Science

Boozy blush signals cancer risk for East Asians: study

Turn a bit red when you drink a mere half bottle of beer? If you're of East Asian descent, consider that a warning: You may be at higher risk of alcohol-caused esophageal cancer.

Turn a bit red when you drink a mere half bottle of beer? If you're of East Asian descent, consider that a warning: You may be at higher risk of alcohol-caused esophageal cancer.

Researchers reported the link Tuesday in hopes of increasing awareness that the inherited flushing trait — found in about a third of people from Japan, China and Korea — offers valuable health information.

Alcohol is a known risk factor for a variety of cancers, including esophageal, and heavier drinking is considered riskier than light drinking.

Lots of people turn slightly red if they imbibe too much.

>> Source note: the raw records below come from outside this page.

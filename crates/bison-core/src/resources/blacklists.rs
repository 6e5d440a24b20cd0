//! Blacklisted email and domain operations
//!
//! Both resources share one shape and differ only in route and value field.

use super::OperationContext;
use crate::clients::ApiRequest;
use crate::error::{BisonError, Result};
use crate::params::is_email;
use crate::payload::Payload;
use bison_types::BlacklistOperation;
use serde_json::{json, Value};

#[derive(Debug, Clone, Copy, PartialEq, Eq)]
pub enum BlacklistKind {
    Email,
    Domain,
}

impl BlacklistKind {
    fn path(&self) -> &'static str {
        match self {
            BlacklistKind::Email => "/blacklisted-emails",
            BlacklistKind::Domain => "/blacklisted-domains",
        }
    }

    /// (value parameter, wire field, label)
    fn value_field(&self) -> (&'static str, &'static str, &'static str) {
        match self {
            BlacklistKind::Email => ("email", "email", "Email"),
            BlacklistKind::Domain => ("domain", "domain", "Domain"),
        }
    }

    fn id_param(&self) -> (&'static str, &'static str) {
        match self {
            BlacklistKind::Email => ("blacklistedEmailId", "Blacklisted email ID"),
            BlacklistKind::Domain => ("blacklistedDomainId", "Blacklisted domain ID"),
        }
    }

    fn validate(&self, value: &str) -> Result<()> {
        let valid = match self {
            BlacklistKind::Email => is_email(value),
            BlacklistKind::Domain => value.contains('.') && !value.contains(['@', '/', ' ']),
        };
        if valid {
            Ok(())
        } else {
            let (_, _, label) = self.value_field();
            Err(BisonError::validation(format!("{} '{}' is not valid", label, value)))
        }
    }
}

pub async fn execute(
    ctx: &OperationContext<'_>,
    kind: BlacklistKind,
    operation: BlacklistOperation,
) -> Result<Vec<Value>> {
    let params = ctx.params();
    match operation {
        BlacklistOperation::Create => {
            let (param, wire, label) = kind.value_field();
            let value = params.required_string(param, label)?;
            kind.validate(&value)?;
            let mut payload = Payload::new();
            payload.insert(wire, value);
            ctx.records(ApiRequest::post(kind.path()).json(payload.into_value()))
                .await
        }
        BlacklistOperation::Delete => {
            let (param, label) = kind.id_param();
            let id = params.required_id(param, label)?;
            ctx.call(ApiRequest::delete(format!("{}/{}", kind.path(), id)))
                .await?;
            Ok(vec![json!({"success": true, "deleted": true, "id": id})])
        }
        BlacklistOperation::GetMany => ctx.list(ApiRequest::get(kind.path())).await,
    }
}

#[cfg(test)]
mod tests {
    use super::*;

    #[test]
    fn test_value_validation() {
        assert!(BlacklistKind::Email.validate("spam@example.com").is_ok());
        assert!(BlacklistKind::Email.validate("example.com").is_err());
        assert!(BlacklistKind::Domain.validate("example.com").is_ok());
        assert!(BlacklistKind::Domain.validate("user@example.com").is_err());
        assert!(BlacklistKind::Domain.validate("localhost").is_err());
    }
}
//! Workspace operations (`/workspaces/v1.1`)

use super::OperationContext;
use crate::clients::ApiRequest;
use crate::error::{BisonError, Result};
use crate::params::Params;
use crate::payload::Payload;
use bison_types::WorkspaceOperation;
use serde_json::{json, Value};

const BASE: &str = "/workspaces/v1.1";

const MEMBER_ROLES: &[&str] = &["admin", "member"];

fn team_id(params: &Params<'_>) -> Result<String> {
    params.required_id("teamId", "Workspace ID")
}

pub async fn execute(
    ctx: &OperationContext<'_>,
    operation: WorkspaceOperation,
) -> Result<Vec<Value>> {
    let params = ctx.params();
    match operation {
        WorkspaceOperation::Get => {
            let team_id = team_id(params)?;
            ctx.records(ApiRequest::get(format!("{}/{}", BASE, team_id))).await
        }
        WorkspaceOperation::GetMany => ctx.list(ApiRequest::get(BASE)).await,
        WorkspaceOperation::Create => {
            let name = params.required_string("name", "Workspace name")?;
            ctx.records(ApiRequest::post(BASE).json(json!({ "name": name }))).await
        }
        WorkspaceOperation::Update => {
            let team_id = team_id(params)?;
            let mut payload = Payload::new();
            payload.insert_opt("name", params.optional_string("name"));
            ctx.records(ApiRequest::put(format!("{}/{}", BASE, team_id)).json(payload.into_value()))
                .await
        }
        WorkspaceOperation::Delete => {
            let team_id = team_id(params)?;
            let records = ctx.records(ApiRequest::delete(format!("{}/{}", BASE, team_id))).await?;
            if records.is_empty() {
                Ok(vec![json!({"success": true, "id": team_id})])
            } else {
                Ok(records)
            }
        }
        WorkspaceOperation::CreateUser => {
            let mut payload = Payload::new();
            payload
                .insert("email", params.required_email("email", "Email")?)
                .insert_opt("first_name", params.optional_string("firstName"))
                .insert_opt("last_name", params.optional_string("lastName"));
            ctx.records(ApiRequest::post(format!("{}/users", BASE)).json(payload.into_value()))
                .await
        }
        WorkspaceOperation::CreateApiToken => {
            let team_id = team_id(params)?;
            let mut payload = Payload::new();
            payload.insert_opt("name", params.optional_string("name"));
            let request = ApiRequest::post(format!("{}/{}/api-tokens", BASE, team_id));
            ctx.records(request.json(payload.into_value())).await
        }
        WorkspaceOperation::SwitchWorkspace => {
            let team_id = params.required_numeric_id("teamId", "Workspace ID")?;
            let request = ApiRequest::post(format!("{}/switch-workspace", BASE));
            ctx.records(request.json(json!({ "team_id": team_id }))).await
        }
        WorkspaceOperation::InviteMembers => {
            let email = params.required_email("email", "Email")?;
            let role = params.string_or("role", "member");
            if !MEMBER_ROLES.contains(&role.as_str()) {
                return Err(BisonError::validation(format!(
                    "Role must be 'admin' or 'member', got '{}'",
                    role
                )));
            }
            ctx.records(
                ApiRequest::post(format!("{}/invite-members", BASE))
                    .json(json!({ "email": email, "role": role })),
            )
            .await
        }
        WorkspaceOperation::AcceptInvitation => {
            let invitation_id = params.required_id("teamInvitationId", "Invitation ID")?;
            ctx.records(ApiRequest::post(format!("{}/accept/{}", BASE, invitation_id)))
                .await
        }
        WorkspaceOperation::DeleteMember => {
            let user_id = params.required_id("userId", "User ID")?;
            let records = ctx
                .records(ApiRequest::delete(format!("{}/members/{}", BASE, user_id)))
                .await?;
            if records.is_empty() {
                Ok(vec![json!({"success": true, "id": user_id})])
            } else {
                Ok(records)
            }
        }
        WorkspaceOperation::GetMasterInboxSettings => {
            ctx.records(ApiRequest::get(format!("{}/master-inbox-settings", BASE)))
                .await
        }
        WorkspaceOperation::UpdateMasterInboxSettings => {
            let settings = params.collection("settings")?;
            if settings.is_empty() {
                return Err(BisonError::validation("Settings must contain at least one field"));
            }
            let request = ApiRequest::patch(format!("{}/master-inbox-settings", BASE));
            ctx.records(request.json(Value::Object(settings))).await
        }
        WorkspaceOperation::GetStats => {
            ctx.records(ApiRequest::get(format!("{}/stats", BASE))).await
        }
        WorkspaceOperation::GetLineAreaChartStats => {
            ctx.records(ApiRequest::get(format!("{}/line-area-chart-stats", BASE)))
                .await
        }
    }
}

At issue here is facial flushing from a small amount of alcohol.

It's due to a deficiency in an enzyme that helps metabolize alcohol, called ALDH2.

People with a severe deficiency of the enzyme usually don't drink because it makes them feel too bad; in addition to flushing they feel nausea and a rapid heartbeat.

But people with a partial deficiency — they inherited one bad copy of the enzyme-producing gene instead of two — may put up with the flushing.

A series of studies by Dr. Akira Yokoyama of Japan's Kurihama Alcohol Centre found that those people are six to 10 times more likely to develop esophageal cancer than people who drink a comparable amount but aren't enzyme-deficient.

"Somehow the message just hadn't gotten out," said Dr. Philip Brooks, who researches alcohol and cancer at the U.S. National Institutes of Health.

So he paired with Yokoyama and others to review the link for PLoS Medicine, a journal published by the Public Library of Science.

Without enough of that enzyme, alcohol breaks down into a DNA-damaging chemical similar to formaldehyde but it doesn't go the next step and turn into yet another chemical that's non-toxic, said Brooks. Don't drink, and the flushers aren't at increased risk.

Esophageal cancer is fairly rare, but it's also hard to treat. Worldwide, anywhere from 12 per cent to a third of people who develop it survive five years.

Up to eight per cent of the world's population has the enzyme deficiency, meaning if even a small number of the at-risk avoided alcohol, esophageal cancer deaths could drop substantially, the review concluded.

In North America, most esophageal cancer is a type called adenocarcinoma that is linked to chronic, severe heartburn. The flushing-linked type is squamous cell carcinoma, less common here than abroad.